After a pause he told the boy a little, a very little, about the journey's end. But they did not chatter much, for the boy, when he liked a person, would as soon sit silent in his company as speak, and this, he discovered, was also the mind of Sir Thomas Browne and of many others with whom he was to be acquainted. He heard, however, about the young man Shelley, who was now quite a famous person, with a carriage of his own, and about some of the other drivers who are in the service of the Company. Meanwhile the light grew stronger, though the fog did not disperse. It was now more like mist than fog, and at times would travel quickly across them, as if it was part of a cloud. They had been ascending, too, in a most puzzling way; for over two hours the horses had been pulling against the collar, and even if it were Richmond Hill they ought to have been at the top long ago. Perhaps it was Epsom, or even the North Downs; yet the air seemed keener than that which blows on either. And as to the name of their destination, Sir Thomas Browne was silent.


"Thunder, by Jove!" said the boy, "and not so far off either. Listen to the echoes! It's more like mountains."

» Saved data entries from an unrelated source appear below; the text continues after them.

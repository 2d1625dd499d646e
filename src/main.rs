use actix_cors::Cors;
use actix_web::{middleware, web, App, HttpServer};
use std::sync::Arc;

use chat_vm::api::{self, AppState};
use chat_vm::auth::AuthService;
use chat_vm::blob::{BlobStore, SqliteBlobStore};
use chat_vm::chat::ChatService;
use chat_vm::config::Config;
use chat_vm::events::ChangeFeed;
use chat_vm::store::Store;

#[actix_web::main]
async fn main() -> std::io::Result<()> {
    // Initialize logger
    env_logger::init_from_env(env_logger::Env::default().default_filter_or("info"));

    let config = match Config::from_env() {
        Ok(config) => config,
        Err(e) => {
            log::error!("Invalid configuration: {}", e);
            std::process::exit(1);
        }
    };

    // Initialize store
    let store = match Store::new(&config.database_path) {
        Ok(store) => Arc::new(store),
        Err(e) => {
            log::error!("Failed to initialize database {}: {}", config.database_path, e);
            std::process::exit(1);
        }
    };
    log::info!("Database: {}", config.database_path);

    let auth_service = Arc::new(AuthService::new(
        config.jwt_secret.clone(),
        config.token_ttl_days,
        store.clone(),
    ));
    let blobs: Arc<dyn BlobStore> = Arc::new(SqliteBlobStore::new(store.clone(), config.blob_config()));
    let chat = Arc::new(ChatService::new(
        store.clone(),
        blobs.clone(),
        ChangeFeed::default(),
        config.message_page_size,
    ));

    let max_upload_bytes = config.max_upload_bytes;
    let server = HttpServer::new(move || {
        let cors = Cors::default()
            .allow_any_origin()
            .allow_any_method()
            .allow_any_header()
            .max_age(3600);

        App::new()
            .wrap(middleware::Logger::default())
            .wrap(cors)
            // AuthService is registered on its own for the AuthUser extractor
            .app_data(web::Data::new(auth_service.clone()))
            .app_data(web::Data::new(AppState {
                chat: chat.clone(),
                auth_service: auth_service.clone(),
                blobs: blobs.clone(),
            }))
            // One byte over the limit so the blob store reports TooLarge
            .app_data(web::PayloadConfig::new(max_upload_bytes + 1))
            .configure(api::configure_routes)
    });

    log::info!("Starting chat-vm server on {}:{}", config.bind_addr, config.port);
    server.bind((config.bind_addr.as_str(), config.port))?.run().await
}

He thought, not very vividly, of his father and mother. He saw them sitting down to sausages and listening to the storm. He saw his own empty place. Then there would be questions, alarms, theories, jokes, consolations. They would expect him back at lunch. To lunch he would not come, nor to tea, but he would be in for dinner, and so his day's truancy would be over. If he had had his purse he would have bought them presents—not that he should have known what to get them.


The peal and the lightning came together. The cloud quivered as if it were alive, and torn streamers of mist rushed past. "Are you afraid?" asked Sir Thomas Browne.

"What is there to be afraid of? Is it much farther?"

The horses of the omnibus stopped just as a ball of fire burst up and exploded with a ringing noise that was deafening but clear, like the noise of a blacksmith's forge. All the cloud was shattered.

"Oh, listen. Sir Thomas Browne! No, I mean look; we shall get a view at last. No, I mean listen; that sounds like a rainbow!"

The noise had died into the faintest murmur, beneath which another murmur grew, spreading stealthily, steadily, in a curve that widened but did not vary. And in widening curves a rainbow was spreading from the horses' feet into the dissolving mists.

"But how beautiful! What colours! Where will it stop? It is more like the rainbows you can tread on. More like dreams."

The colour and the sound grew together. The rainbow spanned an enormous gulf. Clouds rushed under it and were pierced by it, and still it grew, reaching forward, conquering the darkness, until it touched something that seemed more solid than a cloud.

The boy stood up. "What is that out there?" he called. "What does it rest on, out at that other end?"

In the morning sunshine a precipice shone forth beyond the gulf A precipice—or was it a castle? The horses moved. They set their feet upon the rainbow.

"Oh, look!" the boy shouted. "Oh, listen! Those caves—or are they gateways? Oh, look between those cliffs at those ledges. I see people! I see trees!"

"Look also below," whispered Sir Thomas. "Neglect not the diviner Acheron."

The boy looked below, past the flames of the rainbow that licked against their wheels. The gulf also had cleared, and in its depths there flowed an everlasting river. One sunbeam entered and struck a green pool, and as they passed over he saw three maidens rise to the surface of the pool, singing, and playing with something that glistened like a ring.

"You down in the water——" he called.

They answered, "You up on the bridge——" There was a burst of music. "You up on the bridge, good luck to you. Truth in the depth, truth on the height."

"You down in the water, what are you doing?"

Sir Thomas Browne replied: "They sport in the mancipiary possession of their gold"; and the omnibus arrived.